De plus, ses parents, travaillant dans le milieu médical, n’accepteraient pas qu’elle soit en communauté durant la crise. « Je vis chez mes parents et si je kottais, ils m’auraient gardée avec eux. Ils sont très strictes avec les règles et être en kot ça peut inciter à inviter des gens. De plus, j’ai des amis qui ont été en kot et qui ont eu le covid. Je m'y serais plus amusée qu’à la maison mais je ne sais pas ce qui est le mieux entre la santé mentale et la santé physique », confie la future pharmacienne.

Zoé tenait beaucoup à s’exprimer sur la situation des étudiants durant la crise. D’un côté, elle trouve immature et irrespectueux ceux qui sortent alors qu’ils savent qu’ils sont malades. Néanmoins, d’un autre côté, elle dénonce les adultes qui minimisent les conséquences de la crise sur la jeunesse. « Sur les réseaux sociaux, on voit souvent dans les commentaires : "Oh les pauvres ! Vous avez papa et maman, arrêter de pleurer". Ce n’est pas des pleurnichages. Ce n’est vraiment pas facile pour nous », s’insurge-t-elle.

 

Revivre la vie la plus normale possible

En février dernier, la jeune étudiante apprend qu’elle n'a raté qu’un seul examen lors de sa session de janvier. Une victoire après une année mouvementée. Depuis, elle se rend à l'UNamur une fois par semaine pour assister à ses travaux pratiques. Cependant, cette bouffée d'oxygène laisse place à une ambiance "spéciale" car il y a très peu de lien entre les étudiants, selon Zoé.
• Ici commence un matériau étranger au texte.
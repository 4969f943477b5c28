use database::db;
use generator::{config::GeneratorConfig, generate::generate_all};
use log::{error, info};
use migration::{Migrator, MigratorTrait};
use std::process::ExitCode;

#[tokio::main]
async fn main() -> ExitCode {
    env_logger::init();

    let config = GeneratorConfig::from_env();

    let db = match db::create_connection().await {
        Ok(db) => db,
        Err(err) => {
            error!("Failed to connect to the database: {err}");
            eprintln!("Error: {err}");
            return ExitCode::FAILURE;
        }
    };

    if let Err(err) = Migrator::up(&db, None).await {
        error!("Failed to run migrations: {err}");
        eprintln!("Error: {err}");
        return ExitCode::FAILURE;
    }
    info!("Migrations applied");

    println!("Generating timetables...");

    match generate_all(&db, &config).await {
        Ok(paths) => {
            info!(
                "Wrote {} files to {}",
                paths.len(),
                config.output_dir.display()
            );
            println!("All timetable PDFs generated successfully.");
            ExitCode::SUCCESS
        }
        Err(err) => {
            error!("Timetable generation failed: {err}");
            eprintln!("Error: {err}");
            ExitCode::FAILURE
        }
    }
}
Concernant l’avenir, elle n’a pas de projets particuliers : « Je n’ai pas de projet incroyable. Je veux surtout revivre une vie normale. Mon rêve est de retourner un an en arrière et de revivre ce que j’ai vécu. Je fais des comparaisons et je payerais pour revenir en arrière. J’espère revivre la vie la plus normale possible et refaire les fêtes qu’on n’a pas faites », conclut Zoé.